Collected data:

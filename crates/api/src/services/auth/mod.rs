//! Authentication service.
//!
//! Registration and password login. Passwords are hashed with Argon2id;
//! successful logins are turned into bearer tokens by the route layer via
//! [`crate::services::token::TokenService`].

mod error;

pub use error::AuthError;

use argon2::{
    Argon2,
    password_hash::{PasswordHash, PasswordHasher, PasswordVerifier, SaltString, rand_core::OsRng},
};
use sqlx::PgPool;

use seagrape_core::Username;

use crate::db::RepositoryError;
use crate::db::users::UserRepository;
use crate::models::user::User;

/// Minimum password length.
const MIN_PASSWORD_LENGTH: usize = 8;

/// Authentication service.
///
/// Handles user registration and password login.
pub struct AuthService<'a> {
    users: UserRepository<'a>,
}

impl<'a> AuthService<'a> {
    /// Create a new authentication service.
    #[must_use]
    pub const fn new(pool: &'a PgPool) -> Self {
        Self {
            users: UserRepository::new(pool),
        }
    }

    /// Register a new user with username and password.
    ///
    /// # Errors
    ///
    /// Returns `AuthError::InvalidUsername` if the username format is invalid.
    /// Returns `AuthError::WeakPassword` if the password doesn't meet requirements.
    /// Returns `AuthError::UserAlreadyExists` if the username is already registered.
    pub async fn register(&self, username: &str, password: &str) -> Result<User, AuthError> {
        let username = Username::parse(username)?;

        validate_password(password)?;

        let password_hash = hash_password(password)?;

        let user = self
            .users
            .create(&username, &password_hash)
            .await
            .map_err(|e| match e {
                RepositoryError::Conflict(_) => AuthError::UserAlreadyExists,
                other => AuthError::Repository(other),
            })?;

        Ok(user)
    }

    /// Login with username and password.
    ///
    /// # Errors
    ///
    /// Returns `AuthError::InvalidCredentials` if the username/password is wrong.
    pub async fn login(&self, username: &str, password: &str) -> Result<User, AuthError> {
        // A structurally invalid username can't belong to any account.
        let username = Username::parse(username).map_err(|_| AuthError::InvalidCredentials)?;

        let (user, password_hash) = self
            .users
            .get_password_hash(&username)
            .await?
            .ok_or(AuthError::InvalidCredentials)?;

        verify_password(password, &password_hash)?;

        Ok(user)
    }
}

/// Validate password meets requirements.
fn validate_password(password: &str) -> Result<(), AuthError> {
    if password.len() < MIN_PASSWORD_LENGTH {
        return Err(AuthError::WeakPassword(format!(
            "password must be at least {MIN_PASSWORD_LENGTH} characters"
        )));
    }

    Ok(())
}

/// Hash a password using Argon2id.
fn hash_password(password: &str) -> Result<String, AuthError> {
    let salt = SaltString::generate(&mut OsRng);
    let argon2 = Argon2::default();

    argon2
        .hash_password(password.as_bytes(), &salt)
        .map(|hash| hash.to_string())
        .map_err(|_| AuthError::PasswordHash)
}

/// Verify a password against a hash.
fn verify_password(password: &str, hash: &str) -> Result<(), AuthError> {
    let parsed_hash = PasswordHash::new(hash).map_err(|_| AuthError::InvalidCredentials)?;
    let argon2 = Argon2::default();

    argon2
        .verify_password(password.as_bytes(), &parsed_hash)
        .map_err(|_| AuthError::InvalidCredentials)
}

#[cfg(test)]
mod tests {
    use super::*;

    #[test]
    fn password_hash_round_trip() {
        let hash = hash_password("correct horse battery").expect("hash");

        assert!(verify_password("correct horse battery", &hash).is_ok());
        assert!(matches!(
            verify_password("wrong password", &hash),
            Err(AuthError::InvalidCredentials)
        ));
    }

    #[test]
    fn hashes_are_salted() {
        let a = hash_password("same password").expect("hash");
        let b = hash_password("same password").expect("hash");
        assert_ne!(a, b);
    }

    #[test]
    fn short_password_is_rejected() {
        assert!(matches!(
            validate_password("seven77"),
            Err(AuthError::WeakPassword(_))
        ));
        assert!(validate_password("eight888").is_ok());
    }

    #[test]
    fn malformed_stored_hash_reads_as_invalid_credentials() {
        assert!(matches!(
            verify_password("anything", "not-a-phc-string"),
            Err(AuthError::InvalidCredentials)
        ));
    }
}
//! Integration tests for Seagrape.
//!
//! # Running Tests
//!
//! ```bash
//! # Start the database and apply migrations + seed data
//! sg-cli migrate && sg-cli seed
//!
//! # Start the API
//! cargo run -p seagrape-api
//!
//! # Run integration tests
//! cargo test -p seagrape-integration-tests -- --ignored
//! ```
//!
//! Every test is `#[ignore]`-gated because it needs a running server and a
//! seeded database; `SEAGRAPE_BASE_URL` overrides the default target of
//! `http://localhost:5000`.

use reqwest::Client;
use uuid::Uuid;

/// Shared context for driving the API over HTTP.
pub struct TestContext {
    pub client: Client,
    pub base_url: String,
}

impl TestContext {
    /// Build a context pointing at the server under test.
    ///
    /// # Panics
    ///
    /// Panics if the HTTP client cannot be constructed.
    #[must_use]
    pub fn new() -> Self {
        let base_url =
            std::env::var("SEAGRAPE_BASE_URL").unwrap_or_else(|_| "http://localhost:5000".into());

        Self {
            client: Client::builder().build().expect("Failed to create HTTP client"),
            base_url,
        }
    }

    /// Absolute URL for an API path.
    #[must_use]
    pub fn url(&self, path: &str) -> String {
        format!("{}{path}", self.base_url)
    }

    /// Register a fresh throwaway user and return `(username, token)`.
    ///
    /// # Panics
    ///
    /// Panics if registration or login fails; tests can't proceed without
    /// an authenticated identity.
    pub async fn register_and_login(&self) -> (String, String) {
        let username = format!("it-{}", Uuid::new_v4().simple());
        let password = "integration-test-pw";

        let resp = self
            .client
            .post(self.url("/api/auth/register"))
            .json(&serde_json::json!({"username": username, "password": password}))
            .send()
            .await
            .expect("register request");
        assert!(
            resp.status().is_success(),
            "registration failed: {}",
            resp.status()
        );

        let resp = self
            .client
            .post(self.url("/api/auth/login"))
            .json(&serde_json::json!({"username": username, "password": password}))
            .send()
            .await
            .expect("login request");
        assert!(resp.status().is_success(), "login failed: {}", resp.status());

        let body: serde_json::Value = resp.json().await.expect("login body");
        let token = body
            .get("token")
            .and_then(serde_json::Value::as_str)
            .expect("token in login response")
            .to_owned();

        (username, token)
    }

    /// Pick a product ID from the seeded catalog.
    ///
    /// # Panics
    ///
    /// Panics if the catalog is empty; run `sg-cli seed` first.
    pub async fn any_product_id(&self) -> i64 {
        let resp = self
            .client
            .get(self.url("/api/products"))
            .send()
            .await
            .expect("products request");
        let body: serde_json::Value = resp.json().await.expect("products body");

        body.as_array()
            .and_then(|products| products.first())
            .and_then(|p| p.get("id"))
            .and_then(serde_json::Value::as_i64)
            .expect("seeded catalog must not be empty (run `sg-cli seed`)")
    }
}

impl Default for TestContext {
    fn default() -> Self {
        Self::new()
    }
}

• TASK DIRECTIONS: Copy all data exactly, start to finish.

• RESULT FOR THIS TASK:
filename crates/api/src/services/auth/mod.rs
//! Authentication service.
//!
//! Registration and password login. Passwords are hashed with Argon2id;
//! successful logins are turned into bearer tokens by the route layer via
//! [`crate::services::token::TokenService`].

mod error;

pub use error::AuthError;

use argon2::{
    Argon2,
    password_hash::{PasswordHash, PasswordHasher, PasswordVerifier, SaltString, rand_core::OsRng},
};
use sqlx::PgPool;

use seagrape_core::Username;

use crate::db::RepositoryError;
use crate::db::users::UserRepository;
use crate::models::user::User;

/// Minimum password length.
const MIN_PASSWORD_LENGTH: usize = 8;

/// Authentication service.
///
/// Handles user registration and password login.
pub struct AuthService<'a> {
    users: UserRepository<'a>,
}

impl<'a> AuthService<'a> {
    /// Create a new authentication service.
    #[must_use]
    pub const fn new(pool: &'a PgPool) -> Self {
        Self {
            users: UserRepository::new(pool),
        }
    }

    /// Register a new user with username and password.
    ///
    /// # Errors
    ///
    /// Returns `AuthError::InvalidUsername` if the username format is invalid.
    /// Returns `AuthError::WeakPassword` if the password doesn't meet requirements.
    /// Returns `AuthError::UserAlreadyExists` if the username is already registered.
    pub async fn register(&self, username: &str, password: &str) -> Result<User, AuthError> {
        let username = Username::parse(username)?;

        validate_password(password)?;

        let password_hash = hash_password(password)?;

        let user = self
            .users
            .create(&username, &password_hash)
            .await
            .map_err(|e| match e {
                RepositoryError::Conflict(_) => AuthError::UserAlreadyExists,
                other => AuthError::Repository(other),
            })?;

        Ok(user)
    }

    /// Login with username and password.
    ///
    /// # Errors
    ///
    /// Returns `AuthError::InvalidCredentials` if the username/password is wrong.
    pub async fn login(&self, username: &str, password: &str) -> Result<User, AuthError> {
        // A structurally invalid username can't belong to any account.
        let username = Username::parse(username).map_err(|_| AuthError::InvalidCredentials)?;

        let (user, password_hash) = self
            .users
            .get_password_hash(&username)
            .await?
            .ok_or(AuthError::InvalidCredentials)?;

        verify_password(password, &password_hash)?;

        Ok(user)
    }
}

/// Validate password meets requirements.
fn validate_password(password: &str) -> Result<(), AuthError> {
    if password.len() < MIN_PASSWORD_LENGTH {
        return Err(AuthError::WeakPassword(format!(
            "password must be at least {MIN_PASSWORD_LENGTH} characters"
        )));
    }

    Ok(())
}

/// Hash a password using Argon2id.
fn hash_password(password: &str) -> Result<String, AuthError> {
    let salt = SaltString::generate(&mut OsRng);
    let argon2 = Argon2::default();

    argon2
        .hash_password(password.as_bytes(), &salt)
        .map(|hash| hash.to_string())
        .map_err(|_| AuthError::PasswordHash)
}

/// Verify a password against a hash.
fn verify_password(password: &str, hash: &str) -> Result<(), AuthError> {
    let parsed_hash = PasswordHash::new(hash).map_err(|_| AuthError::InvalidCredentials)?;
    let argon2 = Argon2::default();

    argon2
        .verify_password(password.as_bytes(), &parsed_hash)
        .map_err(|_| AuthError::InvalidCredentials)
}

#[cfg(test)]
mod tests {
    use super::*;

    #[test]
    fn password_hash_round_trip() {
        let hash = hash_password("correct horse battery").expect("hash");

        assert!(verify_password("correct horse battery", &hash).is_ok());
        assert!(matches!(
            verify_password("wrong password", &hash),
            Err(AuthError::InvalidCredentials)
        ));
    }

    #[test]
    fn hashes_are_salted() {
        let a = hash_password("same password").expect("hash");
        let b = hash_password("same password").expect("hash");
        assert_ne!(a, b);
    }

    #[test]
    fn short_password_is_rejected() {
        assert!(matches!(
            validate_password("seven77"),
            Err(AuthError::WeakPassword(_))
        ));
        assert!(validate_password("eight888").is_ok());
    }

    #[test]
    fn malformed_stored_hash_reads_as_invalid_credentials() {
        assert!(matches!(
            verify_password("anything", "not-a-phc-string"),
            Err(AuthError::InvalidCredentials)
        ));
    }
}
//! Integration tests for Seagrape.
//!
//! # Running Tests
//!
//! ```bash
//! # Start the database and apply migrations + seed data
//! sg-cli migrate && sg-cli seed
//!
//! # Start the API
//! cargo run -p seagrape-api
//!
//! # Run integration tests
//! cargo test -p seagrape-integration-tests -- --ignored
//! ```
//!
//! Every test is `#[ignore]`-gated because it needs a running server and a
//! seeded database; `SEAGRAPE_BASE_URL` overrides the default target of
//! `http://localhost:5000`.

use reqwest::Client;
use uuid::Uuid;

/// Shared context for driving the API over HTTP.
pub struct TestContext {
    pub client: Client,
    pub base_url: String,
}

impl TestContext {
    /// Build a context pointing at the server under test.
    ///
    /// # Panics
    ///
    /// Panics if the HTTP client cannot be constructed.
    #[must_use]
    pub fn new() -> Self {
        let base_url =
            std::env::var("SEAGRAPE_BASE_URL").unwrap_or_else(|_| "http://localhost:5000".into());

        Self {
            client: Client::builder().build().expect("Failed to create HTTP client"),
            base_url,
        }
    }

    /// Absolute URL for an API path.
    #[must_use]
    pub fn url(&self, path: &str) -> String {
        format!("{}{path}", self.base_url)
    }

    /// Register a fresh throwaway user and return `(username, token)`.
    ///
    /// # Panics
    ///
    /// Panics if registration or login fails; tests can't proceed without
    /// an authenticated identity.
    pub async fn register_and_login(&self) -> (String, String) {
        let username = format!("it-{}", Uuid::new_v4().simple());
        let password = "integration-test-pw";

        let resp = self
            .client
            .post(self.url("/api/auth/register"))
            .json(&serde_json::json!({"username": username, "password": password}))
            .send()
            .await
            .expect("register request");
        assert!(
            resp.status().is_success(),
            "registration failed: {}",
            resp.status()
        );

        let resp = self
            .client
            .post(self.url("/api/auth/login"))
            .json(&serde_json::json!({"username": username, "password": password}))
            .send()
            .await
            .expect("login request");
        assert!(resp.status().is_success(), "login failed: {}", resp.status());

        let body: serde_json::Value = resp.json().await.expect("login body");
        let token = body
            .get("token")
            .and_then(serde_json::Value::as_str)
            .expect("token in login response")
            .to_owned();

        (username, token)
    }

    /// Pick a product ID from the seeded catalog.
    ///
    /// # Panics
    ///
    /// Panics if the catalog is empty; run `sg-cli seed` first.
    pub async fn any_product_id(&self) -> i64 {
        let resp = self
            .client
            .get(self.url("/api/products"))
            .send()
            .await
            .expect("products request");
        let body: serde_json::Value = resp.json().await.expect("products body");

        body.as_array()
            .and_then(|products| products.first())
            .and_then(|p| p.get("id"))
            .and_then(serde_json::Value::as_i64)
            .expect("seeded catalog must not be empty (run `sg-cli seed`)")
    }
}

impl Default for TestContext {
    fn default() -> Self {
        Self::new()
    }
}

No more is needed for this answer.